*** Opening of INFORMATION SUPPLIED ***
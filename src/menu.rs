//! 交互式菜单循环
//!
//! 显式的读取循环：显示菜单 → 读取选项 → 调用 `TaskStore` → 打印结果 → 停顿后重来，
//! 直到用户选择退出或输入结束。所有错误都在单次操作内消化，循环本身不会因此中断。

use std::io::{self, BufRead, Write};
use std::thread;
use std::time::Duration;

use crossterm::cursor::MoveTo;
use crossterm::execute;
use crossterm::terminal::{Clear, ClearType};

use crate::error::TaskError;
use crate::storage::config::MenuConfig;
use crate::storage::KeyValueStore;
use crate::store::{Task, TaskStore};

/// 菜单选项
#[derive(Debug, Clone, Copy, PartialEq, Eq)]
pub enum MenuChoice {
    Add,
    List,
    Toggle,
    Remove,
    Rename,
    Search,
    Exit,
}

impl MenuChoice {
    /// 解析 "1".."7"，其余返回 `None`
    pub fn parse(input: &str) -> Option<Self> {
        match input.trim() {
            "1" => Some(Self::Add),
            "2" => Some(Self::List),
            "3" => Some(Self::Toggle),
            "4" => Some(Self::Remove),
            "5" => Some(Self::Rename),
            "6" => Some(Self::Search),
            "7" => Some(Self::Exit),
            _ => None,
        }
    }
}

const MENU_TEXT: &str = "\
Task Manager Menu:
1. Add Task
2. View All Tasks
3. Toggle Task Completion
4. Remove Task
5. Update Task Description
6. Search Tasks
7. Exit";

/// 解析任务 ID：去掉首尾空白后必须是正整数
fn parse_id(input: &str) -> Option<u32> {
    input.trim().parse::<u32>().ok().filter(|&id| id > 0)
}

/// 菜单循环，输入输出可替换以便测试
pub struct Menu<S: KeyValueStore, R: BufRead, W: Write> {
    store: TaskStore<S>,
    input: R,
    output: W,
    config: MenuConfig,
}

impl<S: KeyValueStore, R: BufRead, W: Write> Menu<S, R, W> {
    pub fn new(store: TaskStore<S>, input: R, output: W, config: MenuConfig) -> Self {
        Self {
            store,
            input,
            output,
            config,
        }
    }

    /// 运行到退出为止；只有终端 I/O 失败才返回错误
    pub fn run(&mut self) -> io::Result<()> {
        loop {
            writeln!(self.output)?;
            writeln!(self.output, "{}", MENU_TEXT)?;

            let choice = match self.prompt("Choose an option (1-7):")? {
                Some(line) if !line.trim().is_empty() => line,
                _ => {
                    writeln!(self.output, "No input received. Exiting...")?;
                    break;
                }
            };

            match MenuChoice::parse(&choice) {
                Some(MenuChoice::Exit) => {
                    writeln!(self.output, "Exiting...")?;
                    break;
                }
                Some(choice) => self.handle(choice)?,
                None => writeln!(self.output, "Invalid choice, try again.")?,
            }

            self.pause();
        }
        self.output.flush()
    }

    #[cfg(test)]
    pub fn into_store(self) -> TaskStore<S> {
        self.store
    }

    fn handle(&mut self, choice: MenuChoice) -> io::Result<()> {
        match choice {
            MenuChoice::Add => self.add(),
            MenuChoice::List => self.list(),
            MenuChoice::Toggle => self.toggle(),
            MenuChoice::Remove => self.remove(),
            MenuChoice::Rename => self.rename(),
            MenuChoice::Search => self.search(),
            MenuChoice::Exit => Ok(()),
        }
    }

    fn add(&mut self) -> io::Result<()> {
        let Some(description) = self.prompt_text("Enter task description:")? else {
            return writeln!(self.output, "Task description cannot be empty.");
        };
        match self.store.add(description.as_str()) {
            Ok(id) => writeln!(
                self.output,
                "Task \"{}\" added successfully with ID {}.",
                description, id
            ),
            Err(e) => self.report(e),
        }
    }

    fn list(&mut self) -> io::Result<()> {
        self.clear_screen()?;
        if self.store.list().is_empty() {
            return writeln!(self.output, "No tasks available.");
        }
        writeln!(self.output)?;
        writeln!(self.output, "Task List:")?;
        write_tasks(&mut self.output, self.store.list().iter())?;
        writeln!(self.output)
    }

    fn toggle(&mut self) -> io::Result<()> {
        let Some(id) = self.prompt_id("Enter task ID to toggle completion:")? else {
            return Ok(());
        };
        match self.store.toggle(id) {
            Ok(_) => {
                let label = self.store.get(id).map_or("", Task::status_label);
                writeln!(self.output, "Task {} is now {}.", id, label)
            }
            Err(e) => self.report(e),
        }
    }

    fn remove(&mut self) -> io::Result<()> {
        let Some(id) = self.prompt_id("Enter task ID to remove:")? else {
            return Ok(());
        };
        match self.store.remove(id) {
            Ok(_) => writeln!(self.output, "Task {} removed.", id),
            Err(e) => self.report(e),
        }
    }

    fn rename(&mut self) -> io::Result<()> {
        let Some(id) = self.prompt_id("Enter task ID to update:")? else {
            return Ok(());
        };
        let Some(description) = self.prompt_text("Enter new task description:")? else {
            return writeln!(self.output, "New description cannot be empty.");
        };
        match self.store.rename(id, description.as_str()) {
            Ok(()) => writeln!(self.output, "Task {} updated to: \"{}\".", id, description),
            Err(e) => self.report(e),
        }
    }

    fn search(&mut self) -> io::Result<()> {
        let Some(query) = self.prompt_text("Enter search query:")? else {
            return writeln!(self.output, "Search query cannot be empty.");
        };
        self.clear_screen()?;

        let results = self.store.search(&query);
        if results.is_empty() {
            return writeln!(self.output, "No tasks found matching \"{}\".", query);
        }
        writeln!(self.output)?;
        writeln!(self.output, "Search Results:")?;
        write_tasks(&mut self.output, results.into_iter())?;
        writeln!(self.output)
    }

    /// 操作失败只打印提示，不中断循环
    fn report(&mut self, err: TaskError) -> io::Result<()> {
        if err.is_not_found() || matches!(err, TaskError::InvalidData(_)) {
            writeln!(self.output, "{}", err)
        } else {
            tracing::error!(error = %err, "failed to persist tasks");
            writeln!(self.output, "Failed to save tasks: {}", err)
        }
    }

    /// 打印提示并读一行；输入结束返回 `None`
    fn prompt(&mut self, message: &str) -> io::Result<Option<String>> {
        write!(self.output, "{} ", message)?;
        self.output.flush()?;

        let mut line = String::new();
        if self.input.read_line(&mut line)? == 0 {
            writeln!(self.output)?;
            return Ok(None);
        }
        Ok(Some(line.trim_end_matches(['\r', '\n']).to_string()))
    }

    /// 读取非空文本，原样返回；只含空白视为空输入，返回 `None`
    fn prompt_text(&mut self, message: &str) -> io::Result<Option<String>> {
        Ok(self.prompt(message)?.filter(|s| !s.trim().is_empty()))
    }

    /// 读取任务 ID，非法时打印提示并返回 `None`
    fn prompt_id(&mut self, message: &str) -> io::Result<Option<u32>> {
        let id = self.prompt(message)?.as_deref().and_then(parse_id);
        if id.is_none() {
            writeln!(self.output, "Invalid task ID.")?;
        }
        Ok(id)
    }

    fn clear_screen(&mut self) -> io::Result<()> {
        if self.config.clear_screen {
            execute!(self.output, Clear(ClearType::All), MoveTo(0, 0))?;
        }
        Ok(())
    }

    fn pause(&self) {
        if self.config.pause_ms > 0 {
            thread::sleep(Duration::from_millis(self.config.pause_ms));
        }
    }
}

fn write_tasks<'a>(out: &mut impl Write, tasks: impl Iterator<Item = &'a Task>) -> io::Result<()> {
    for task in tasks {
        writeln!(out, "{}", task)?;
    }
    Ok(())
}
*** Close of INFORMATION SUPPLIED ***
PROBLEM REQUIREMENTS: An exact copy of every record is needed.

FINISHED TASK:
filename src/menu.rs
//! 交互式菜单循环
//!
//! 显式的读取循环：显示菜单 → 读取选项 → 调用 `TaskStore` → 打印结果 → 停顿后重来，
//! 直到用户选择退出或输入结束。所有错误都在单次操作内消化，循环本身不会因此中断。

use std::io::{self, BufRead, Write};
use std::thread;
use std::time::Duration;

use crossterm::cursor::MoveTo;
use crossterm::execute;
use crossterm::terminal::{Clear, ClearType};

use crate::error::TaskError;
use crate::storage::config::MenuConfig;
use crate::storage::KeyValueStore;
use crate::store::{Task, TaskStore};

/// 菜单选项
#[derive(Debug, Clone, Copy, PartialEq, Eq)]
pub enum MenuChoice {
    Add,
    List,
    Toggle,
    Remove,
    Rename,
    Search,
    Exit,
}

impl MenuChoice {
    /// 解析 "1".."7"，其余返回 `None`
    pub fn parse(input: &str) -> Option<Self> {
        match input.trim() {
            "1" => Some(Self::Add),
            "2" => Some(Self::List),
            "3" => Some(Self::Toggle),
            "4" => Some(Self::Remove),
            "5" => Some(Self::Rename),
            "6" => Some(Self::Search),
            "7" => Some(Self::Exit),
            _ => None,
        }
    }
}

const MENU_TEXT: &str = "\
Task Manager Menu:
1. Add Task
2. View All Tasks
3. Toggle Task Completion
4. Remove Task
5. Update Task Description
6. Search Tasks
7. Exit";

/// 解析任务 ID：去掉首尾空白后必须是正整数
fn parse_id(input: &str) -> Option<u32> {
    input.trim().parse::<u32>().ok().filter(|&id| id > 0)
}

/// 菜单循环，输入输出可替换以便测试
pub struct Menu<S: KeyValueStore, R: BufRead, W: Write> {
    store: TaskStore<S>,
    input: R,
    output: W,
    config: MenuConfig,
}

impl<S: KeyValueStore, R: BufRead, W: Write> Menu<S, R, W> {
    pub fn new(store: TaskStore<S>, input: R, output: W, config: MenuConfig) -> Self {
        Self {
            store,
            input,
            output,
            config,
        }
    }

    /// 运行到退出为止；只有终端 I/O 失败才返回错误
    pub fn run(&mut self) -> io::Result<()> {
        loop {
            writeln!(self.output)?;
            writeln!(self.output, "{}", MENU_TEXT)?;

            let choice = match self.prompt("Choose an option (1-7):")? {
                Some(line) if !line.trim().is_empty() => line,
                _ => {
                    writeln!(self.output, "No input received. Exiting...")?;
                    break;
                }
            };

            match MenuChoice::parse(&choice) {
                Some(MenuChoice::Exit) => {
                    writeln!(self.output, "Exiting...")?;
                    break;
                }
                Some(choice) => self.handle(choice)?,
                None => writeln!(self.output, "Invalid choice, try again.")?,
            }

            self.pause();
        }
        self.output.flush()
    }

    #[cfg(test)]
    pub fn into_store(self) -> TaskStore<S> {
        self.store
    }

    fn handle(&mut self, choice: MenuChoice) -> io::Result<()> {
        match choice {
            MenuChoice::Add => self.add(),
            MenuChoice::List => self.list(),
            MenuChoice::Toggle => self.toggle(),
            MenuChoice::Remove => self.remove(),
            MenuChoice::Rename => self.rename(),
            MenuChoice::Search => self.search(),
            MenuChoice::Exit => Ok(()),
        }
    }

    fn add(&mut self) -> io::Result<()> {
        let Some(description) = self.prompt_text("Enter task description:")? else {
            return writeln!(self.output, "Task description cannot be empty.");
        };
        match self.store.add(description.as_str()) {
            Ok(id) => writeln!(
                self.output,
                "Task \"{}\" added successfully with ID {}.",
                description, id
            ),
            Err(e) => self.report(e),
        }
    }

    fn list(&mut self) -> io::Result<()> {
        self.clear_screen()?;
        if self.store.list().is_empty() {
            return writeln!(self.output, "No tasks available.");
        }
        writeln!(self.output)?;
        writeln!(self.output, "Task List:")?;
        write_tasks(&mut self.output, self.store.list().iter())?;
        writeln!(self.output)
    }

    fn toggle(&mut self) -> io::Result<()> {
        let Some(id) = self.prompt_id("Enter task ID to toggle completion:")? else {
            return Ok(());
        };
        match self.store.toggle(id) {
            Ok(_) => {
                let label = self.store.get(id).map_or("", Task::status_label);
                writeln!(self.output, "Task {} is now {}.", id, label)
            }
            Err(e) => self.report(e),
        }
    }

    fn remove(&mut self) -> io::Result<()> {
        let Some(id) = self.prompt_id("Enter task ID to remove:")? else {
            return Ok(());
        };
        match self.store.remove(id) {
            Ok(_) => writeln!(self.output, "Task {} removed.", id),
            Err(e) => self.report(e),
        }
    }

    fn rename(&mut self) -> io::Result<()> {
        let Some(id) = self.prompt_id("Enter task ID to update:")? else {
            return Ok(());
        };
        let Some(description) = self.prompt_text("Enter new task description:")? else {
            return writeln!(self.output, "New description cannot be empty.");
        };
        match self.store.rename(id, description.as_str()) {
            Ok(()) => writeln!(self.output, "Task {} updated to: \"{}\".", id, description),
            Err(e) => self.report(e),
        }
    }

    fn search(&mut self) -> io::Result<()> {
        let Some(query) = self.prompt_text("Enter search query:")? else {
            return writeln!(self.output, "Search query cannot be empty.");
        };
        self.clear_screen()?;

        let results = self.store.search(&query);
        if results.is_empty() {
            return writeln!(self.output, "No tasks found matching \"{}\".", query);
        }
        writeln!(self.output)?;
        writeln!(self.output, "Search Results:")?;
        write_tasks(&mut self.output, results.into_iter())?;
        writeln!(self.output)
    }

    /// 操作失败只打印提示，不中断循环
    fn report(&mut self, err: TaskError) -> io::Result<()> {
        if err.is_not_found() || matches!(err, TaskError::InvalidData(_)) {
            writeln!(self.output, "{}", err)
        } else {
            tracing::error!(error = %err, "failed to persist tasks");
            writeln!(self.output, "Failed to save tasks: {}", err)
        }
    }

    /// 打印提示并读一行；输入结束返回 `None`
    fn prompt(&mut self, message: &str) -> io::Result<Option<String>> {
        write!(self.output, "{} ", message)?;
        self.output.flush()?;

        let mut line = String::new();
        if self.input.read_line(&mut line)? == 0 {
            writeln!(self.output)?;
            return Ok(None);
        }
        Ok(Some(line.trim_end_matches(['\r', '\n']).to_string()))
    }

    /// 读取非空文本，原样返回；只含空白视为空输入，返回 `None`
    fn prompt_text(&mut self, message: &str) -> io::Result<Option<String>> {
        Ok(self.prompt(message)?.filter(|s| !s.trim().is_empty()))
    }

    /// 读取任务 ID，非法时打印提示并返回 `None`
    fn prompt_id(&mut self, message: &str) -> io::Result<Option<u32>> {
        let id = self.prompt(message)?.as_deref().and_then(parse_id);
        if id.is_none() {
            writeln!(self.output, "Invalid task ID.")?;
        }
        Ok(id)
    }

    fn clear_screen(&mut self) -> io::Result<()> {
        if self.config.clear_screen {
            execute!(self.output, Clear(ClearType::All), MoveTo(0, 0))?;
        }
        Ok(())
    }

    fn pause(&self) {
        if self.config.pause_ms > 0 {
            thread::sleep(Duration::from_millis(self.config.pause_ms));
        }
    }
}

fn write_tasks<'a>(out: &mut impl Write, tasks: impl Iterator<Item = &'a Task>) -> io::Result<()> {
    for task in tasks {
        writeln!(out, "{}", task)?;
    }
    Ok(())
}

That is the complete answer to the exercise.